The State in Which You Find Yourself: Mamela Nyamza and Meryem Jazouli

Today from our partners at Art Practical, we bring you an excerpt from a conversation between artists Anna Martine Whitehead, Mamela Nyamza, and Meryem Jazouli. At the end of an interview that spans geography, race, performance, and limited resources, Jazouli notes, “If you are an artist [here], it’s as though you are different than everyone. But an artist should be talking about the world and what’s happening in the world in an artistic way.” This article was originally published on November 17, 2014.

(Left) Mamela Nyemza leading a workshop at the 2014 TBA Festival. Image: Courtesy of TBA Festival. (Right) Meryem Jazouli. Photo: Agnes Mellon.

(Left) Mamela Nyemza leading a workshop at the 2014 TBA Festival. Image: Courtesy of TBA Festival. (Right) Meryem Jazouli. Photo: Agnes Mellon.

Mamela Nyamza lives in Cape Town, South Africa, with her son, where she draws on her international and township training in ballet to make dances about women, mothers, and South African life. Meryem Jazouli, also a mother, lives in Casablanca, Morocco, where she is the founder and director of a cultural center (Espace Darja) and a choreographer investigating the social and geopolitical landscapes of Casablanca. Both choreographers were invited to this year’s Time-Based Art (TBA) Festival in Portland, Oregon, through the Portland Institute for Contemporary Art (PICA) and the Africa Contemporary Arts Consortium (ACAC). One would be remiss to think that their affiliation with the ACAC implies a common practice. Indeed, Nyamza and Jazouli come from opposite ends of the world’s second-largest continent. They arrived in Portland with vastly different worldviews, political alliances, and importantly, relationships to the state of Africa and to the world beyond. Rather than being easily apprehended as “African” artists, the two are in dialogue—with one another and with the wider dance world.

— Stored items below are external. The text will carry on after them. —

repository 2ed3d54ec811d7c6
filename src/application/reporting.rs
use chrono::{Datelike, Days, NaiveDate};
use serde::{Deserialize, Serialize};

use crate::domain::Cents;

/// Per-category spending breakdown over a date range. Categories are sorted
/// by total descending so the head of the list is the "top categories" view.
#[derive(Debug, Clone, Serialize, Deserialize)]
pub struct CategoryBreakdown {
    pub from_date: NaiveDate,
    pub to_date: NaiveDate,
    pub categories: Vec<CategorySummary>,
    pub total: Cents,
}

#[derive(Debug, Clone, Serialize, Deserialize)]
pub struct CategorySummary {
    pub category: String,
    pub total: Cents,
    pub count: i64,
    pub average: Cents,
    pub percentage: f64,
}

/// Spending totals for a single calendar period (week or month).
#[derive(Debug, Clone, Serialize, Deserialize)]
pub struct PeriodReport {
    pub period_start: NaiveDate,
    /// Exclusive end of the period
    pub period_end: NaiveDate,
    pub expense_count: i64,
    pub total: Cents,
}

// Helper struct for repository aggregation
#[derive(Debug, Clone)]
pub struct CategoryAggregate {
    pub category: String,
    pub count: i64,
    pub total: Cents,
}

#[derive(Debug, Clone, Copy, PartialEq, Eq)]
pub enum ReportPeriod {
    Weekly,
    Monthly,
}

impl ReportPeriod {
    /// Bounds of the period containing `anchor`: [start, end), weeks starting
    /// on Monday, months on the 1st.
    pub fn bounds(&self, anchor: NaiveDate) -> (NaiveDate, NaiveDate) {
        match self {
            ReportPeriod::Weekly => {
                let start = anchor
                    - Days::new(u64::from(anchor.weekday().num_days_from_monday()));
                let end = start + Days::new(7);
                (start, end)
            }
            ReportPeriod::Monthly => {
                let start = anchor.with_day(1).unwrap();
                let end = if anchor.month() == 12 {
                    NaiveDate::from_ymd_opt(anchor.year() + 1, 1, 1).unwrap()
                } else {
                    NaiveDate::from_ymd_opt(anchor.year(), anchor.month() + 1, 1).unwrap()
                };
                (start, end)
            }
        }
    }
}
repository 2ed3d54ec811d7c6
use thiserror::Error;

use crate::domain::{Cents, LedgerError};

#[derive(Error, Debug)]
pub enum AppError {
    #[error("User not found: {0}")]
    UserNotFound(String),

    #[error("Username already registered: {0}")]
    UsernameTaken(String),

    #[error("Email already registered: {0}")]
    EmailTaken(String),

    #[error("Expense not found: {0}")]
    ExpenseNotFound(String),

    #[error("Category not found: {0}")]
    CategoryNotFound(String),

    #[error("Category already exists: {0}")]
    CategoryAlreadyExists(String),

    #[error("Insufficient funds: balance {balance}, required {required}")]
    InsufficientFunds { balance: Cents, required: Cents },

    #[error("Invalid amount: {0}")]
    InvalidAmount(String),

    #[error("No fields to update")]
    NothingToUpdate,

    #[error("Account '{username}' is not allowed to {action}")]
    PermissionDenied { username: String, action: String },

    #[error("Database error: {0}")]
    Database(#[from] anyhow::Error),
}

impl From<LedgerError> for AppError {
    fn from(err: LedgerError) -> Self {
        match err {
            LedgerError::InsufficientFunds { balance, required } => {
                AppError::InsufficientFunds { balance, required }
            }
            LedgerError::NonPositiveAmount(amount) => {
                AppError::InvalidAmount(format!("amount must be positive, got {} cents", amount))
            }
        }
    }
}
use std::fmt;

/// Money is represented as integer cents to avoid floating-point precision issues.
/// 1 unit = 100 cents, so 50.00 = 5000 cents.
pub type Cents = i64;

/// Format cents as a human-readable currency string.
/// Example: 5000 -> "50.00", -1234 -> "-12.34"
pub fn format_cents(cents: Cents) -> String {
    let sign = if cents < 0 { "-" } else { "" };
    let abs_cents = cents.abs();
    let units = abs_cents / 100;
    let remainder = abs_cents % 100;
    format!("{}{}.{:02}", sign, units, remainder)
}

/// Parse a decimal string into cents.
/// Example: "50.00" -> 5000, "12.5" -> 1250, "100" -> 10000
///
/// Negative amounts are rejected: every amount entering the system (expense,
/// funds addition) is a magnitude, and sub-cent precision is rejected rather
/// than silently truncated because it can never round-trip through the
/// balance arithmetic.
pub fn parse_cents(input: &str) -> Result<Cents, ParseCentsError> {
    let input = input.trim();
    if input.starts_with('-') {
        return Err(ParseCentsError::InvalidFormat);
    }

    let parts: Vec<&str> = input.split('.').collect();
    match parts.len() {
        1 => {
            // No decimal point, treat as whole units
            let units: i64 = parts[0]
                .parse()
                .map_err(|_| ParseCentsError::InvalidFormat)?;
            Ok(units * 100)
        }
        2 => {
            let units: i64 = if parts[0].is_empty() {
                0
            } else {
                parts[0]
                    .parse()
                    .map_err(|_| ParseCentsError::InvalidFormat)?
            };

            let decimal_str = parts[1];
            if decimal_str.starts_with('-') || decimal_str.starts_with('+') {
                return Err(ParseCentsError::InvalidFormat);
            }
            let decimal_cents: i64 = match decimal_str.len() {
                0 => 0,
                1 => {
                    // Single digit like "5" means 50 cents
                    decimal_str
                        .parse::<i64>()
                        .map_err(|_| ParseCentsError::InvalidFormat)?
                        * 10
                }
                2 => decimal_str
                    .parse()
                    .map_err(|_| ParseCentsError::InvalidFormat)?,
                _ => return Err(ParseCentsError::TooManyDecimals),
            };

            Ok(units * 100 + decimal_cents)
        }
        _ => Err(ParseCentsError::InvalidFormat),
    }
}

#[derive(Debug, Clone, PartialEq, Eq)]
pub enum ParseCentsError {
    InvalidFormat,
    TooManyDecimals,
}

impl fmt::Display for ParseCentsError {
    fn fmt(&self, f: &mut fmt::Formatter<'_>) -> fmt::Result {
        match self {
            ParseCentsError::InvalidFormat => write!(f, "invalid money format"),
            ParseCentsError::TooManyDecimals => {
                write!(f, "amounts support at most two decimal places")
            }
        }
    }
}

impl std::error::Error for ParseCentsError {}

#[cfg(test)]
mod tests {
    use super::*;

    #[test]
    fn test_format_cents() {
        assert_eq!(format_cents(5000), "50.00");
        assert_eq!(format_cents(1234), "12.34");
        assert_eq!(format_cents(100), "1.00");
        assert_eq!(format_cents(1), "0.01");
        assert_eq!(format_cents(0), "0.00");
        assert_eq!(format_cents(-5000), "-50.00");
        assert_eq!(format_cents(-1), "-0.01");
    }

    #[test]
    fn test_parse_cents() {
        assert_eq!(parse_cents("50.00"), Ok(5000));
        assert_eq!(parse_cents("50"), Ok(5000));
        assert_eq!(parse_cents("12.34"), Ok(1234));
        assert_eq!(parse_cents("12.5"), Ok(1250));
        assert_eq!(parse_cents("0.01"), Ok(1));
        assert_eq!(parse_cents(".50"), Ok(50));
        assert_eq!(parse_cents(" 7.25 "), Ok(725));
    }

    #[test]
    fn test_parse_cents_rejects_sub_cent_amounts() {
        assert_eq!(
            parse_cents("100.999"),
            Err(ParseCentsError::TooManyDecimals)
        );
        assert_eq!(parse_cents("0.001"), Err(ParseCentsError::TooManyDecimals));
    }

    #[test]
    fn test_parse_cents_invalid() {
        assert!(parse_cents("abc").is_err());
        assert!(parse_cents("12.34.56").is_err());
        assert!(parse_cents("-50.00").is_err());
        assert!(parse_cents("12.-5").is_err());
    }
}
use anyhow::{Context, Result};
use chrono::{DateTime, NaiveDate, Utc};
use sqlx::{Row, SqlitePool};
use uuid::Uuid;

use crate::application::reporting::CategoryAggregate;
use crate::domain::{Category, CategoryId, Cents, Expense, ExpenseId, Role, User, UserId};

use super::MIGRATION_001_INITIAL;

/// Repository for persisting accounts, categories and expenses.
///
/// Balance adjustments are applied as conditional single-statement updates
/// inside the same transaction as the expense mutation they belong to, so a
/// concurrent mutation of the same account can never produce a lost update
/// or leave an expense without its balance adjustment.
pub struct Repository {
    pool: SqlitePool,
}
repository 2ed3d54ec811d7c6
use anyhow::Result;
use clap::Parser;
use spesa::cli::Cli;

#[tokio::main]
async fn main() -> Result<()> {
    let cli = Cli::parse();
    cli.run().await
}
//! Pure balance arithmetic for a single account.
//!
//! Every expense mutation and funds addition maps to exactly one of these
//! adjustments. The storage layer applies the same adjustment with an atomic
//! conditional update, so the checks here are authoritative for the state
//! the caller read, and the store re-validates against the freshest
//! committed balance.
//!
//! Invariant maintained across any sequence of operations:
//! balance_after = balance_before - sum(current expense amounts) + sum(funds added)

use super::Cents;

/// Debit a new expense. The amount must be positive and the resulting
/// balance must not go negative.
pub fn debit_for_expense(balance: Cents, amount: Cents) -> Result<Cents, LedgerError> {
    if amount <= 0 {
        return Err(LedgerError::NonPositiveAmount(amount));
    }
    if balance - amount < 0 {
        return Err(LedgerError::InsufficientFunds {
            balance,
            required: amount,
        });
    }
    Ok(balance - amount)
}

/// Adjust the balance for an expense whose amount changes from `old_amount`
/// to `new_amount`. The delta is applied as a single net adjustment (never
/// charge-then-refund), so changing 30.00 to 50.00 moves the balance by
/// exactly -20.00. The insufficient-funds check applies to the net effect
/// only; shrinking an expense always succeeds.
pub fn adjust_for_update(
    balance: Cents,
    old_amount: Cents,
    new_amount: Cents,
) -> Result<Cents, LedgerError> {
    if new_amount <= 0 {
        return Err(LedgerError::NonPositiveAmount(new_amount));
    }
    let delta = new_amount - old_amount;
    if balance - delta < 0 {
        return Err(LedgerError::InsufficientFunds {
            balance,
            required: delta,
        });
    }
    Ok(balance - delta)
}

/// Credit a deleted expense's amount back to the balance. No failure
/// condition: the amount was validated when the expense was recorded.
pub fn credit_for_deletion(balance: Cents, amount: Cents) -> Cents {
    balance + amount
}

/// Credit a funds addition. The amount must be positive; there is no other
/// failure condition.
pub fn credit_funds(balance: Cents, amount: Cents) -> Result<Cents, LedgerError> {
    if amount <= 0 {
        return Err(LedgerError::NonPositiveAmount(amount));
    }
    Ok(balance + amount)
}

/// Reconcile a balance from first principles: what the balance should be
/// given the initial value, the amounts of all currently recorded expenses,
/// and all funds ever added. Used by tests to assert the ledger invariant.
pub fn expected_balance(initial: Cents, expense_amounts: &[Cents], funds_added: &[Cents]) -> Cents {
    let spent: Cents = expense_amounts.iter().sum();
    let added: Cents = funds_added.iter().sum();
    initial - spent + added
}

#[derive(Debug, Clone, PartialEq, Eq)]
pub enum LedgerError {
    InsufficientFunds { balance: Cents, required: Cents },
    NonPositiveAmount(Cents),
}

impl std::fmt::Display for LedgerError {
    fn fmt(&self, f: &mut std::fmt::Formatter<'_>) -> std::fmt::Result {
        match self {
            LedgerError::InsufficientFunds { balance, required } => {
                write!(
                    f,
                    "insufficient funds: balance {} cents, required {} cents",
                    balance, required
                )
            }
            LedgerError::NonPositiveAmount(amount) => {
                write!(f, "amount must be positive, got {} cents", amount)
            }
        }
    }
}

impl std::error::Error for LedgerError {}

#[cfg(test)]
mod tests {
    use super::*;

    #[test]
    fn test_debit_for_expense() {
        assert_eq!(debit_for_expense(10000, 3000), Ok(7000));
        assert_eq!(debit_for_expense(3000, 3000), Ok(0));
    }

    #[test]
    fn test_debit_rejects_overdraft() {
        assert_eq!(
            debit_for_expense(5000, 100000),
            Err(LedgerError::InsufficientFunds {
                balance: 5000,
                required: 100000,
            })
        );
    }

    #[test]
    fn test_debit_rejects_non_positive_amounts() {
        assert_eq!(
            debit_for_expense(10000, 0),
            Err(LedgerError::NonPositiveAmount(0))
        );
        assert_eq!(
            debit_for_expense(10000, -500),
            Err(LedgerError::NonPositiveAmount(-500))
        );
    }

    #[test]
    fn test_adjust_applies_net_delta_only() {
        // Growing 30.00 -> 50.00 moves the balance by -20.00, never by -80.00
        assert_eq!(adjust_for_update(7000, 3000, 5000), Ok(5000));
        // Shrinking credits the difference back
        assert_eq!(adjust_for_update(5000, 5000, 3000), Ok(7000));
        // No change is a no-op
        assert_eq!(adjust_for_update(7000, 3000, 3000), Ok(7000));
    }

    #[test]
    fn test_adjust_checks_net_effect() {
        // Balance 10.00, expense grows 5.00 -> 100.00: net delta 95.00 exceeds funds
        assert_eq!(
            adjust_for_update(1000, 500, 10000),
            Err(LedgerError::InsufficientFunds {
                balance: 1000,
                required: 9500,
            })
        );
        // Shrinking always succeeds, even at zero balance
        assert_eq!(adjust_for_update(0, 5000, 1000), Ok(4000));
    }

    #[test]
    fn test_adjust_rejects_non_positive_new_amount() {
        assert_eq!(
            adjust_for_update(10000, 3000, 0),
            Err(LedgerError::NonPositiveAmount(0))
        );
    }

    #[test]
    fn test_credit_for_deletion() {
        assert_eq!(credit_for_deletion(7000, 3000), 10000);
        assert_eq!(credit_for_deletion(0, 1), 1);
    }

    #[test]
    fn test_credit_funds() {
        assert_eq!(credit_funds(0, 10000), Ok(10000));
        assert_eq!(credit_funds(10000, 1), Ok(10001));
        assert_eq!(credit_funds(10000, 0), Err(LedgerError::NonPositiveAmount(0)));
        assert_eq!(
            credit_funds(10000, -1),
            Err(LedgerError::NonPositiveAmount(-1))
        );
    }

    #[test]
    fn test_documented_sequence() {
        // balance=100, add expense 30 -> 70; update to 50 -> 50; delete -> 100
        let balance = 10000;
        let balance = debit_for_expense(balance, 3000).unwrap();
        assert_eq!(balance, 7000);
        let balance = adjust_for_update(balance, 3000, 5000).unwrap();
        assert_eq!(balance, 5000);
        let balance = credit_for_deletion(balance, 5000);
        assert_eq!(balance, 10000);
    }

    #[test]
    fn test_delete_then_identical_re_add_round_trips() {
        let start = 12345;
        let after_delete = credit_for_deletion(start, 700);
        let after_re_add = debit_for_expense(after_delete, 700).unwrap();
        assert_eq!(after_re_add, start);
    }

    #[test]
    fn test_expected_balance_reconciles() {
        let balance = expected_balance(0, &[3000, 1500], &[10000]);
        assert_eq!(balance, 5500);

        // Mirror a full operation sequence against the reconciliation
        let mut live = 0;
        live = credit_funds(live, 10000).unwrap();
        live = debit_for_expense(live, 3000).unwrap();
        live = debit_for_expense(live, 2000).unwrap();
        live = adjust_for_update(live, 2000, 1500).unwrap();
        assert_eq!(live, expected_balance(0, &[3000, 1500], &[10000]));
    }
}
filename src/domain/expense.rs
use chrono::{DateTime, NaiveDate, Utc};
use serde::{Deserialize, Serialize};
use uuid::Uuid;

use super::{Cents, UserId};

pub type ExpenseId = Uuid;

/// A recorded expense. The category is stored by name, not as a foreign
/// key: deleting or renaming a category leaves existing expenses with their
/// historical label.
#[derive(Debug, Clone, Serialize, Deserialize)]
pub struct Expense {
    pub id: ExpenseId,
    /// Owning account (balance decreases when the expense is recorded)
    pub user_id: UserId,
    /// Amount in cents (always positive)
    pub amount_cents: Cents,
    /// Category label at the time of recording
    pub category: String,
    /// When the expense occurred in the real world
    pub date: NaiveDate,
    /// Human-readable description
    pub description: Option<String>,
    /// When we recorded this expense in the system
    pub recorded_at: DateTime<Utc>,
}

impl Expense {
    pub fn new(user_id: UserId, amount_cents: Cents, category: String, date: NaiveDate) -> Self {
        assert!(amount_cents > 0, "Expense amount must be positive");
        Self {
            id: Uuid::new_v4(),
            user_id,
            amount_cents,
            category,
            date,
            description: None,
            recorded_at: Utc::now(),
        }
    }

    pub fn with_description(mut self, description: impl Into<String>) -> Self {
        self.description = Some(description.into());
        self
    }
}

/// Partial update of an expense. `None` fields keep their current value;
/// a patch with nothing set is rejected by the service.
#[derive(Debug, Clone, Default)]
pub struct ExpensePatch {
    pub amount_cents: Option<Cents>,
    pub category: Option<String>,
    pub date: Option<NaiveDate>,
    pub description: Option<String>,
}

impl ExpensePatch {
    pub fn is_empty(&self) -> bool {
        self.amount_cents.is_none()
            && self.category.is_none()
            && self.date.is_none()
            && self.description.is_none()
    }

    /// Produce the expense as it would look with this patch applied.
    pub fn apply_to(&self, expense: &Expense) -> Expense {
        Expense {
            id: expense.id,
            user_id: expense.user_id,
            amount_cents: self.amount_cents.unwrap_or(expense.amount_cents),
            category: self
                .category
                .clone()
                .unwrap_or_else(|| expense.category.clone()),
            date: self.date.unwrap_or(expense.date),
            description: self.description.clone().or_else(|| expense.description.clone()),
            recorded_at: expense.recorded_at,
        }
    }
}
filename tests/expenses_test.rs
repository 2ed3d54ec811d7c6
mod common;

use anyhow::Result;
use common::{parse_date, test_service, Fixtures};
use spesa::application::{AppError, ExpenseFilter};
use spesa::domain::ExpensePatch;
use uuid::Uuid;

#[tokio::test]
async fn test_expense_requires_existing_category() -> Result<()> {
    let (service, _temp) = test_service().await?;
    Fixtures::seed_categories(&service).await?;
    Fixtures::seed_funded_user(&service, "alice", 10000).await?;

    let result = service
        .add_expense("alice", 1000, "holidays", parse_date("2024-01-15"), None)
        .await;
    assert!(matches!(result, Err(AppError::CategoryNotFound(_))));
    assert_eq!(service.get_balance("alice").await?, 10000);

    Ok(())
}

#[tokio::test]
async fn test_list_expenses_newest_first() -> Result<()> {
    let (service, _temp) = test_service().await?;
    Fixtures::seed_categories(&service).await?;
    Fixtures::seed_funded_user(&service, "alice", 50000).await?;

    service
        .add_expense("alice", 1000, "groceries", parse_date("2024-01-05"), None)
        .await?;
    service
        .add_expense("alice", 2000, "dining", parse_date("2024-01-20"), None)
        .await?;
    service
        .add_expense("alice", 3000, "transport", parse_date("2024-01-10"), None)
        .await?;

    let expenses = service
        .list_expenses("alice", ExpenseFilter::default())
        .await?;
    let dates: Vec<String> = expenses.iter().map(|e| e.date.to_string()).collect();
    assert_eq!(dates, vec!["2024-01-20", "2024-01-10", "2024-01-05"]);

    Ok(())
}

#[tokio::test]
async fn test_list_expenses_filtering() -> Result<()> {
    let (service, _temp) = test_service().await?;
    Fixtures::seed_categories(&service).await?;
    Fixtures::seed_funded_user(&service, "alice", 100000).await?;

    service
        .add_expense("alice", 1500, "groceries", parse_date("2024-01-10"), None)
        .await?;
    service
        .add_expense("alice", 850, "groceries", parse_date("2024-01-20"), None)
        .await?;
    service
        .add_expense("alice", 500, "dining", parse_date("2024-01-15"), None)
        .await?;
    service
        .add_expense("alice", 2000, "groceries", parse_date("2024-02-05"), None)
        .await?;

    // By category
    let filtered = service
        .list_expenses(
            "alice",
            ExpenseFilter {
                category: Some("groceries".into()),
                ..Default::default()
            },
        )
        .await?;
    assert_eq!(filtered.len(), 3, "Should have 3 grocery expenses");

    // By inclusive date range
    let filtered = service
        .list_expenses(
            "alice",
            ExpenseFilter {
                from_date: Some(parse_date("2024-01-01")),
                to_date: Some(parse_date("2024-01-31")),
                ..Default::default()
            },
        )
        .await?;
    assert_eq!(filtered.len(), 3, "Should have 3 expenses in January");

    // Combined, with a limit
    let filtered = service
        .list_expenses(
            "alice",
            ExpenseFilter {
                category: Some("groceries".into()),
                from_date: Some(parse_date("2024-01-01")),
                to_date: Some(parse_date("2024-01-31")),
                limit: Some(1),
            },
        )
        .await?;
    assert_eq!(filtered.len(), 1);
    assert_eq!(filtered[0].date, parse_date("2024-01-20"));

    Ok(())
}

#[tokio::test]
async fn test_update_without_amount_leaves_balance_alone() -> Result<()> {
    let (service, _temp) = test_service().await?;
    Fixtures::seed_categories(&service).await?;
    Fixtures::seed_funded_user(&service, "alice", 10000).await?;

    let receipt = service
        .add_expense("alice", 3000, "groceries", parse_date("2024-01-15"), None)
        .await?;

    let receipt = service
        .update_expense(
            "alice",
            receipt.expense.id,
            ExpensePatch {
                category: Some("dining".into()),
                date: Some(parse_date("2024-01-16")),
                description: Some("dinner out".into()),
                ..Default::default()
            },
        )
        .await?;

    assert_eq!(receipt.new_balance, 7000);
    let expense = service.get_expense("alice", receipt.expense.id).await?;
    assert_eq!(expense.amount_cents, 3000);
    assert_eq!(expense.category, "dining");
    assert_eq!(expense.date, parse_date("2024-01-16"));
    assert_eq!(expense.description, Some("dinner out".to_string()));

    Ok(())
}

#[tokio::test]
async fn test_update_rejects_unknown_category_and_empty_patch() -> Result<()> {
    let (service, _temp) = test_service().await?;
    Fixtures::seed_categories(&service).await?;
    Fixtures::seed_funded_user(&service, "alice", 10000).await?;

    let receipt = service
        .add_expense("alice", 3000, "groceries", parse_date("2024-01-15"), None)
        .await?;

    let result = service
        .update_expense(
            "alice",
            receipt.expense.id,
            ExpensePatch {
                category: Some("holidays".into()),
                ..Default::default()
            },
        )
        .await;
    assert!(matches!(result, Err(AppError::CategoryNotFound(_))));

    let result = service
        .update_expense("alice", receipt.expense.id, ExpensePatch::default())
        .await;
    assert!(matches!(result, Err(AppError::NothingToUpdate)));

    Ok(())
}

#[tokio::test]
async fn test_unknown_expense_id() -> Result<()> {
    let (service, _temp) = test_service().await?;
    Fixtures::seed_categories(&service).await?;
    Fixtures::seed_funded_user(&service, "alice", 10000).await?;

    let result = service.get_expense("alice", Uuid::new_v4()).await;
    assert!(matches!(result, Err(AppError::ExpenseNotFound(_))));

    let result = service.delete_expense("alice", Uuid::new_v4()).await;
    assert!(matches!(result, Err(AppError::ExpenseNotFound(_))));

    Ok(())
}

#[tokio::test]
async fn test_expenses_are_owner_scoped() -> Result<()> {
    let (service, _temp) = test_service().await?;
    Fixtures::seed_categories(&service).await?;
    Fixtures::seed_funded_user(&service, "alice", 10000).await?;
    Fixtures::seed_funded_user(&service, "bob", 10000).await?;

    let receipt = service
        .add_expense("alice", 3000, "groceries", parse_date("2024-01-15"), None)
        .await?;

    // Bob can neither see nor mutate Alice's expense
    let result = service.get_expense("bob", receipt.expense.id).await;
    assert!(matches!(result, Err(AppError::ExpenseNotFound(_))));

    let result = service.delete_expense("bob", receipt.expense.id).await;
    assert!(matches!(result, Err(AppError::ExpenseNotFound(_))));

    let result = service
        .update_expense(
            "bob",
            receipt.expense.id,
            ExpensePatch {
                amount_cents: Some(1),
                ..Default::default()
            },
        )
        .await;
    assert!(matches!(result, Err(AppError::ExpenseNotFound(_))));

    // And Bob's listing stays empty while Alice's balance is untouched
    let expenses = service.list_expenses("bob", ExpenseFilter::default()).await?;
    assert!(expenses.is_empty());
    assert_eq!(service.get_balance("alice").await?, 7000);

    Ok(())
}
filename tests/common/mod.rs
// Allow dead_code because these helpers are used across different test files
// which are compiled separately
#![allow(dead_code)]

use anyhow::Result;
use chrono::NaiveDate;
use spesa::application::TrackerService;
use tempfile::TempDir;

/// Helper to create a test service with a temporary database
pub async fn test_service() -> Result<(TrackerService, TempDir)> {
    let temp_dir = TempDir::new()?;
    let db_path = temp_dir.path().join("test.db");
    let service = TrackerService::init(db_path.to_str().unwrap()).await?;
    Ok((service, temp_dir))
}

/// Helper to parse a date string into NaiveDate
pub fn parse_date(date_str: &str) -> NaiveDate {
    NaiveDate::parse_from_str(date_str, "%Y-%m-%d").unwrap()
}

/// Test fixture: standard account and category setup
pub struct Fixtures;

impl Fixtures {
    /// Create the bootstrap admin account "root"
    pub async fn seed_admin(service: &TrackerService) -> Result<()> {
        service
            .create_admin(
                "root".into(),
                "$hash$root".into(),
                "Root Admin".into(),
                "root@example.com".into(),
            )
            .await?;
        Ok(())
    }

    /// Register a regular account named `username`
    pub async fn seed_user(service: &TrackerService, username: &str) -> Result<()> {
        service
            .register_user(
                username.into(),
                format!("$hash${}", username),
                format!("{} Example", username),
                format!("{}@example.com", username),
            )
            .await?;
        Ok(())
    }

    /// Create the admin plus a standard category set
    pub async fn seed_categories(service: &TrackerService) -> Result<()> {
        Self::seed_admin(service).await?;
        for name in ["groceries", "dining", "transport"] {
            service.create_category("root", name.into()).await?;
        }
        Ok(())
    }

    /// Register `username` and credit an opening balance
    pub async fn seed_funded_user(
        service: &TrackerService,
        username: &str,
        cents: i64,
    ) -> Result<()> {
        Self::seed_user(service, username).await?;
        service.add_funds(username, cents).await?;
        Ok(())
    }
}
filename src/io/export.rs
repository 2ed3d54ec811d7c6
use anyhow::Result;
use chrono::{DateTime, Utc};
use serde::{Deserialize, Serialize};
use std::io::Write;

use crate::application::{ExpenseFilter, TrackerService};
use crate::domain::{Cents, Expense, Role};

/// Snapshot of a single account for JSON export. Credential material is
/// deliberately absent.
#[derive(Debug, Clone, Serialize, Deserialize)]
pub struct AccountSnapshot {
    pub version: String,
    pub exported_at: DateTime<Utc>,
    pub username: String,
    pub full_name: String,
    pub email: String,
    pub role: Role,
    pub balance_cents: Cents,
    pub expenses: Vec<Expense>,
}

/// Exporter for converting tracker data to various formats
pub struct Exporter<'a> {
    service: &'a TrackerService,
}

impl<'a> Exporter<'a> {
    pub fn new(service: &'a TrackerService) -> Self {
        Self { service }
    }

    /// Export an account's expenses to CSV format
    pub async fn export_expenses_csv<W: Write>(&self, username: &str, writer: W) -> Result<usize> {
        let expenses = self
            .service
            .list_expenses(username, ExpenseFilter::default())
            .await?;
        let mut csv_writer = csv::Writer::from_writer(writer);

        // Write header
        csv_writer.write_record(["id", "date", "category", "amount_cents", "description"])?;

        let mut count = 0;
        for expense in &expenses {
            csv_writer.write_record(&[
                expense.id.to_string(),
                expense.date.to_string(),
                expense.category.clone(),
                expense.amount_cents.to_string(),
                expense.description.clone().unwrap_or_default(),
            ])?;
            count += 1;
        }

        csv_writer.flush()?;
        Ok(count)
    }

    /// Export all account balances to CSV format. Requires the
    /// user-management capability.
    pub async fn export_balances_csv<W: Write>(&self, acting: &str, writer: W) -> Result<usize> {
        let users = self.service.list_users(acting).await?;
        let mut csv_writer = csv::Writer::from_writer(writer);

        // Write header
        csv_writer.write_record(["username", "role", "balance_cents"])?;

        let mut count = 0;
        for user in &users {
            csv_writer.write_record(&[
                user.username.clone(),
                user.role.as_str().to_string(),
                user.balance_cents.to_string(),
            ])?;
            count += 1;
        }

        csv_writer.flush()?;
        Ok(count)
    }

    /// Export an account and its expenses as a JSON snapshot
    pub async fn export_account_json<W: Write>(
        &self,
        username: &str,
        writer: W,
    ) -> Result<AccountSnapshot> {
        let user = self.service.get_user(username).await?;
        let expenses = self
            .service
            .list_expenses(username, ExpenseFilter::default())
            .await?;

        let snapshot = AccountSnapshot {
            version: env!("CARGO_PKG_VERSION").to_string(),
            exported_at: Utc::now(),
            username: user.username,
            full_name: user.full_name,
            email: user.email,
            role: user.role,
            balance_cents: user.balance_cents,
            expenses,
        };

        serde_json::to_writer_pretty(writer, &snapshot)?;
        Ok(snapshot)
    }
}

Performance scholar Brenda Dixon Gottschild’s description of the “Africanist presence” located in contemporary American performance is a useful entry point to thinking about the artists’ practices, collectively. Gottschild posits the process-oriented, postmodern, and polyrhythmic turn in contemporary American performance as particularly influenced by the same motifs in African life and culture, both contemporarily and historically. Gottschild identifies an Africanist aesthetic that originates in Africa and is reiterated throughout the continent and the United States. I would further complicate and extend Gottschild’s term to reflect Nyamza’s and Jazouli’s economic and cultural specificity as working mothers as well as African subjects.